Weeks after she was assigned as the only female presiding Judge of Criminal Court 'C' in Monrovia, Cllr. Nancy Sammy, has begun rounding-up several officials of the National Lotteries Authority (NLA), who recently challenged President George Weah's intentional violation of the Act that created that entity.
Judge Sammy's decision resulted from an indictment (criminal charge) by the government against the past and current officials, including suspended director-general, Martin Kollie; former deputy director-general, Agnes Efflong, director of finance, controller Eric Vaye and an employee, Cecelia W. Sieh.
They were charged with theft of property, economic sabotage, criminal conspiracy, money laundering, misuse of public money and property.
The government accused the defendants of stealing US$3,102,024.10 and L$432,240, an incident that is believed to have taken, while serving in their respective capacities.
As of December 5, 2019, only Cecelia W. Sieh, has been arrested and subsequently detained at the Monrovia Central Prison. A late arrangement of her legal team to plead with Judge Sammy for a change of decision failed to yield any genuine result.
Suspended National Lotteries Authority Managing Director, Martin Kollie, charged with theft.
In the case of Kollie, he was suspended by President Weah on April 10 this year, and later replaced as director-general of the NLA for alleged acts of impropriety.
Shortly after he was suspended, Kollie's then lawyer, Cllr. Stanley Kparkillen, filed a writ of prohibition to the Supreme Court against government's decision that describe his client's "illegal suspension."
Cllr. Kparkillen argued that the NLA Board at no time cited Kollie to acquaint him about the alleged act of impropriety committed as claimed by the government, therefore, he was seeking legal redress as the only means to put an end to the "politically-driven decision" that the President took took against his client.
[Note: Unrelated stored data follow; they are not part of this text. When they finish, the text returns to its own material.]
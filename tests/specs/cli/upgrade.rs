//! `cm upgrade` specs

use crate::prelude::*;

fn legacy_project() -> Project {
    let project = Project::empty();
    project.config("preferences.json", json!({"theme": "dark", "telemetry": true}));
    project.config("agents/helper.json", json!({"name": "helper", "model": "claude"}));
    project
}

#[test]
fn upgrade_reports_each_file_and_the_backup() {
    let project = legacy_project();

    project
        .cm()
        .args(&["upgrade"])
        .passes()
        .stdout_has("Backup: ")
        .stdout_has("agents/helper.json  0.0.0 -> 2.0.0")
        .stdout_has("preferences.json  0.0.0 -> 2.0.0")
        .stdout_has("2 file(s) migrated to 2.0.0, 0 failed");

    assert_eq!(project.read_config("preferences.json")["telemetry"], json!({"enabled": true}));
}

#[test]
fn upgrade_twice_says_files_are_current() {
    let project = legacy_project();
    project.cm().args(&["upgrade"]).passes();

    project
        .cm()
        .args(&["upgrade"])
        .passes()
        .stdout_has("Config files are at 2.0.0")
        .stdout_lacks("Backup:");
}

#[test]
fn dry_run_writes_nothing() {
    let project = legacy_project();
    let before = project.read_raw("preferences.json");

    project
        .cm()
        .args(&["upgrade", "--dry-run"])
        .passes()
        .stdout_has("Dry run, no changes made")
        .stdout_has("Upgrade: 0.0.0 -> 2.0.0")
        .stdout_has("2.0.0 nest theme under `ui`")
        .stdout_has("(breaking)");

    assert_eq!(project.read_raw("preferences.json"), before);
    assert!(project.backups().is_empty());
    assert!(!project.state().join(".migrate-version").exists());
}

#[test]
fn dry_run_json_lists_pending_versions() {
    let project = legacy_project();

    let plan = project.cm().args(&["--format", "json", "upgrade", "--dry-run"]).passes().json();

    assert_eq!(plan["toVersion"], "2.0.0");
    let pending = |name: &str| {
        let files = plan["files"].as_array().unwrap();
        files.iter().find(|f| f["file"] == name).unwrap()["pending"].clone()
    };
    assert_eq!(pending("agents/helper.json"), json!(["1.6.0", "1.7.0", "2.0.0"]));
    assert_eq!(pending("preferences.json"), json!(["2.0.0"]));
    assert_eq!(plan["files"][0]["state"], "unversioned");
}

#[test]
fn failed_file_exits_nonzero_and_names_the_backup() {
    let project = legacy_project();
    project.file("state/agents/broken.json", "{ not json");

    project
        .cm()
        .args(&["upgrade"])
        .fails_with(1)
        .stdout_has("agents/broken.json  failed: ")
        .stdout_has("cm restore-backup")
        .stderr_has("error:");

    assert_eq!(project.read_raw("agents/broken.json"), "{ not json");
    assert_eq!(project.read_config("preferences.json")["version"], "2.0.0");
}

#[test]
fn state_dir_flag_overrides_the_environment() {
    let project = legacy_project();
    let other = Project::empty();

    other
        .cm()
        .args(&["--state-dir", project.state().to_str().unwrap(), "upgrade"])
        .passes()
        .stdout_has("2 file(s) migrated");

    assert_eq!(project.read_config("agents/helper.json")["version"], "2.0.0");
}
Meanwhile, the Supreme Court has ruled into the matter, declaring the government's decision to suspend and later replace Mr. Kollie from the post, as "unlawful."
In its opinion, quoting Section 8.1 (b) of the Act establishing the NLA, the Court said the Act provides that its director-general shall hold office for the initial period of four years, but may be reappointed for another four years, and no more.
The Act also states that the director-general may resign his post by notice in writing, addressed to the President of Liberia through the board of directors.
The Court, however, said that Kollie may be removed by the President before the expiration of his tenure for inability to discharge the functions of his office, whether arising from infirmity of the mind or any cause or proven misconduct.
The Court then concluded that there is nothing to show that any of the conditions have been met under which the current director-general of the NLA may be removed by the President before the expiration of his tenure.
It can be recalled that in June of 2018, President Weah appointed Neved Kortu to Agnes Efflong's position, while she still had three months left to the expiration of her tenure.
Later, Effiong's lawyer, Stanley S. Kparkillen, argued that the appointment of the deputy director general at the NLA was not within the appointing power of President Weah, rather, one that is reserved for the board of directors to decide, "and that the appointment of Neved Kortu to the post of deputy director general was illegal and unconstitutional."
Thereafter, Cllr. Kparkillen filed a request for the writ of prohibition against President Weah's action, of which then Chamber Justice, Jamesetta Wolokolie, declared President Weah's appointment of Kortu to Efflong's position as "illegal and unconstitutional."
Under the Act that created the NLA, the board of directors has the power and authority to appoint a deputy director general for operations as the principal deputy to the director general for an initial term of two years.
Consistent with the mandate, NLA chairman of the board of directors, Claude J. Katta, pursuant to a resolution of the board and, upon review of the record, appointed Madam Effiong on September 20, 2015 as deputy director general.
By that, it means that Madam Effiong has the right to the office up to and including the expiry date of his official tenure in keeping with the Act.